In Belgium, two patients receive the diagnosis of multiple myeloma (MM) each day. Despite considerable therapeutic advances over the past decades, MM remains incurable. Drug resistance often leads to refractory disease and relapses. Therefore, there is an urgent need for novel treatment methods for MM. Immunotherapy has become an important asset in the treatment of various cancers, including MM. Chimeric antigen receptor (CAR)-T cell therapy has attracted much attention in recent years, most notably in B cell malignancies (BCMA). CAR-T cells are T lymphocytes that are genetically modified, predominantly by lentiviral or retroviral transduction, to express a CAR that can recognize virtually any surface epitope expressed on a cell. Results of early-phase clinical trials in MM, mainly targeted towards B cell maturation antigen, were promising with high clinical response rates, including complete responses. Unfortunately, responses are usually temporary and relapses have been described due to loss of BCMA expression following CAR-T therapy. In addition, serious adverse events that usually require hospitalization such as cytokine release syndrome are frequently reported. Hence, there is a general consensus that CAR-T cell-based immunotherapy can only become a "viable" therapeutic option in the future if these 3 challenges are adequately addressed: improving efficacy (challenge 1) while reducing toxicity (challenge 2) and costs (challenge 3).The general objective of this project is to develop a next-generation CAR-T cell treatment for multiple myeloma (MM). The hypothesis of this study is that targeting multiple antigens will broaden the anti-tumor immune response and, thus, enhance efficacy of the treatment by reducing the chance of immune escape. Incorporation of immune checkpoint downregulation and enhancement of their co-stimulatory and migratory function can potentially further augment the anti-tumoral properties of the CAR-T cells.
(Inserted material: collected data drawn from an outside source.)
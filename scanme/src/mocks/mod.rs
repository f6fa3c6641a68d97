//! In-memory implementations of the providers.
//!
//! Used by tests and the demo binary. Not meant for production.

pub mod api;

pub use api::MockScanMeApi;
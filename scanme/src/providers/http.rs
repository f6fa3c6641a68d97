//! HTTP implementation of [`ScanMeApi`].

use super::{ApiOperation, ScanMeApi};
use crate::config::ScanMeConfig;
use crate::error::{Result, ScanMeError};
use crate::types::{
    ActivationCode, ActivationCodeId, CheckInRecord, CheckInRequest, Event, EventId, Friend,
    IcebreakerQuest, NewActivationBatch, NewQuest, PaymentIntent, Post, ProofSubmission,
    QuestId, ReviewDecision, Scan, Ticket, UserId, VerificationId, VerificationRequest,
};
use reqwest::{Client, Method, RequestBuilder, Response};
use scanme_runtime::metrics::ApiMetrics;
use serde::de::DeserializeOwned;
use serde::{Deserialize, Serialize};
use std::time::Instant;

/// ScanMe API client over HTTPS with JSON bodies.
#[derive(Debug, Clone)]
pub struct HttpApiClient {
    client: Client,
    base_url: String,
    token: Option<String>,
}

#[derive(Deserialize)]
struct PublishableKeyResponse {
    publishable_key: String,
}

#[derive(Serialize)]
struct PaymentIntentRequest<'a> {
    event_id: &'a EventId,
    quantity: u32,
}

#[derive(Serialize)]
struct ConfirmPurchaseRequest<'a> {
    event_id: &'a EventId,
    payment_intent_id: &'a str,
    quantity: u32,
}

impl HttpApiClient {
    /// Build a client from configuration.
    ///
    /// # Errors
    ///
    /// Returns [`ScanMeError::Remote`] if the HTTP client cannot be built.
    pub fn new(config: &ScanMeConfig) -> Result<Self> {
        let client = Client::builder()
            .timeout(config.request_timeout)
            .build()
            .map_err(|e| ScanMeError::Remote {
                operation: "client_init",
                message: e.to_string(),
            })?;

        Ok(Self {
            client,
            base_url: config.api_base_url.trim_end_matches('/').to_string(),
            token: config.api_token.clone(),
        })
    }

    fn request(&self, method: Method, path: &str) -> RequestBuilder {
        let request = self
            .client
            .request(method, format!("{}{path}", self.base_url))
            .header("accept", "application/json");

        match &self.token {
            Some(token) => request.bearer_auth(token),
            None => request,
        }
    }

    /// Send `request` and reject any non-success status.
    async fn send(&self, operation: ApiOperation, request: RequestBuilder) -> Result<Response> {
        let started = Instant::now();
        let result = Self::send_checked(operation, request).await;
        ApiMetrics::record_call(operation.as_str(), started.elapsed(), result.is_ok());

        if let Err(error) = &result {
            tracing::warn!(operation = operation.as_str(), %error, "API call failed");
        }
        result
    }

    async fn send_checked(operation: ApiOperation, request: RequestBuilder) -> Result<Response> {
        let response = request.send().await.map_err(|e| ScanMeError::Remote {
            operation: operation.as_str(),
            message: e.to_string(),
        })?;

        let status = response.status();
        if !status.is_success() {
            let body = response.text().await.unwrap_or_default();
            return Err(ScanMeError::Status {
                operation: operation.as_str(),
                status: status.as_u16(),
                body,
            });
        }

        Ok(response)
    }

    async fn json<T: DeserializeOwned>(
        &self,
        operation: ApiOperation,
        request: RequestBuilder,
    ) -> Result<T> {
        let response = self.send(operation, request).await?;
        response.json::<T>().await.map_err(|e| ScanMeError::Decode {
            operation: operation.as_str(),
            message: e.to_string(),
        })
    }

    async fn empty(&self, operation: ApiOperation, request: RequestBuilder) -> Result<()> {
        self.send(operation, request).await.map(drop)
    }
}

impl ScanMeApi for HttpApiClient {
    async fn list_posts(&self) -> Result<Vec<Post>> {
        self.json(ApiOperation::ListPosts, self.request(Method::GET, "/posts"))
            .await
    }

    async fn list_events(&self) -> Result<Vec<Event>> {
        self.json(ApiOperation::ListEvents, self.request(Method::GET, "/events"))
            .await
    }

    async fn list_check_ins(&self, event_id: &EventId) -> Result<Vec<CheckInRecord>> {
        let path = format!("/events/{event_id}/check-ins");
        self.json(ApiOperation::ListCheckIns, self.request(Method::GET, &path))
            .await
    }

    async fn upsert_check_in(
        &self,
        event_id: &EventId,
        user_id: &UserId,
        request: &CheckInRequest,
    ) -> Result<CheckInRecord> {
        let path = format!("/events/{event_id}/check-ins/{user_id}");
        self.json(
            ApiOperation::UpsertCheckIn,
            self.request(Method::PUT, &path).json(request),
        )
        .await
    }

    async fn remove_check_in(&self, event_id: &EventId, user_id: &UserId) -> Result<()> {
        let path = format!("/events/{event_id}/check-ins/{user_id}");
        self.empty(ApiOperation::RemoveCheckIn, self.request(Method::DELETE, &path))
            .await
    }

    async fn payment_publishable_key(&self) -> Result<String> {
        let response: PublishableKeyResponse = self
            .json(
                ApiOperation::PaymentPublishableKey,
                self.request(Method::GET, "/payments/config"),
            )
            .await?;
        Ok(response.publishable_key)
    }

    async fn create_payment_intent(
        &self,
        event_id: &EventId,
        quantity: u32,
    ) -> Result<PaymentIntent> {
        self.json(
            ApiOperation::CreatePaymentIntent,
            self.request(Method::POST, "/payments/intents")
                .json(&PaymentIntentRequest { event_id, quantity }),
        )
        .await
    }

    async fn confirm_ticket_purchase(
        &self,
        event_id: &EventId,
        payment_intent_id: &str,
        quantity: u32,
    ) -> Result<Vec<Ticket>> {
        self.json(
            ApiOperation::ConfirmTicketPurchase,
            self.request(Method::POST, "/tickets/confirm")
                .json(&ConfirmPurchaseRequest {
                    event_id,
                    payment_intent_id,
                    quantity,
                }),
        )
        .await
    }

    async fn list_activation_codes(&self) -> Result<Vec<ActivationCode>> {
        self.json(
            ApiOperation::ListActivationCodes,
            self.request(Method::GET, "/admin/activation-codes"),
        )
        .await
    }

    async fn generate_activation_codes(
        &self,
        batch: &NewActivationBatch,
    ) -> Result<Vec<ActivationCode>> {
        self.json(
            ApiOperation::GenerateActivationCodes,
            self.request(Method::POST, "/admin/activation-codes/batches")
                .json(batch),
        )
        .await
    }

    async fn delete_activation_code(&self, id: &ActivationCodeId) -> Result<()> {
        let path = format!("/admin/activation-codes/{id}");
        self.empty(
            ApiOperation::DeleteActivationCode,
            self.request(Method::DELETE, &path),
        )
        .await
    }

    async fn list_quests(&self) -> Result<Vec<IcebreakerQuest>> {
        self.json(ApiOperation::ListQuests, self.request(Method::GET, "/admin/quests"))
            .await
    }

    async fn create_quest(&self, quest: &NewQuest) -> Result<IcebreakerQuest> {
        self.json(
            ApiOperation::CreateQuest,
            self.request(Method::POST, "/admin/quests").json(quest),
        )
        .await
    }

    async fn delete_quest(&self, id: &QuestId) -> Result<()> {
        let path = format!("/admin/quests/{id}");
        self.empty(ApiOperation::DeleteQuest, self.request(Method::DELETE, &path))
            .await
    }

    async fn list_verification_requests(&self) -> Result<Vec<VerificationRequest>> {
        self.json(
            ApiOperation::ListVerificationRequests,
            self.request(Method::GET, "/admin/verifications?status=pending"),
        )
        .await
    }

    async fn review_verification_request(
        &self,
        id: &VerificationId,
        decision: &ReviewDecision,
    ) -> Result<()> {
        let path = format!("/admin/verifications/{id}/review");
        self.empty(
            ApiOperation::ReviewVerificationRequest,
            self.request(Method::POST, &path).json(decision),
        )
        .await
    }

    async fn submit_verification_proof(
        &self,
        submission: &ProofSubmission,
    ) -> Result<VerificationRequest> {
        self.json(
            ApiOperation::SubmitVerificationProof,
            self.request(Method::POST, "/veteran/verifications")
                .json(submission),
        )
        .await
    }

    async fn list_friends(&self, user_id: &UserId) -> Result<Vec<Friend>> {
        let path = format!("/users/{user_id}/friends");
        self.json(ApiOperation::ListFriends, self.request(Method::GET, &path))
            .await
    }

    async fn list_scans(&self, user_id: &UserId) -> Result<Vec<Scan>> {
        let path = format!("/users/{user_id}/scans");
        self.json(ApiOperation::ListScans, self.request(Method::GET, &path))
            .await
    }
}

#[cfg(test)]
#[allow(clippy::unwrap_used)]
mod tests {
    use super::*;

    #[test]
    fn base_url_trailing_slash_is_trimmed() {
        let config = ScanMeConfig::default().with_api_base_url("https://api.scanme.app/v1/");
        let client = HttpApiClient::new(&config).unwrap();
        assert_eq!(client.base_url, "https://api.scanme.app/v1");
    }

    #[tokio::test]
    async fn unreachable_host_is_remote_error() {
        // Port 9 (discard) on localhost is closed in test environments.
        let config = ScanMeConfig::default().with_api_base_url("http://127.0.0.1:9");
        let client = HttpApiClient::new(&config).unwrap();

        let error = client.list_posts().await.unwrap_err();
        assert!(matches!(
            error,
            ScanMeError::Remote {
                operation: "list_posts",
                ..
            }
        ));
    }
}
Considering potential adverse events, we envisage mRNA electroporation and the use of gamma/delta (γδ) T cells as improvements to the safety and overall costs of CAR-T cell therapy. In summary, we envision a more effective, safer and economically viable CAR-T cell therapy.

Keywords:CHIMERIC ANTIGEN RECEPTORS, IMMUNOTHERAPY, MULTIPLE MYELOMA

Disciplines:Hematology, Applied immunology, Cancer therapy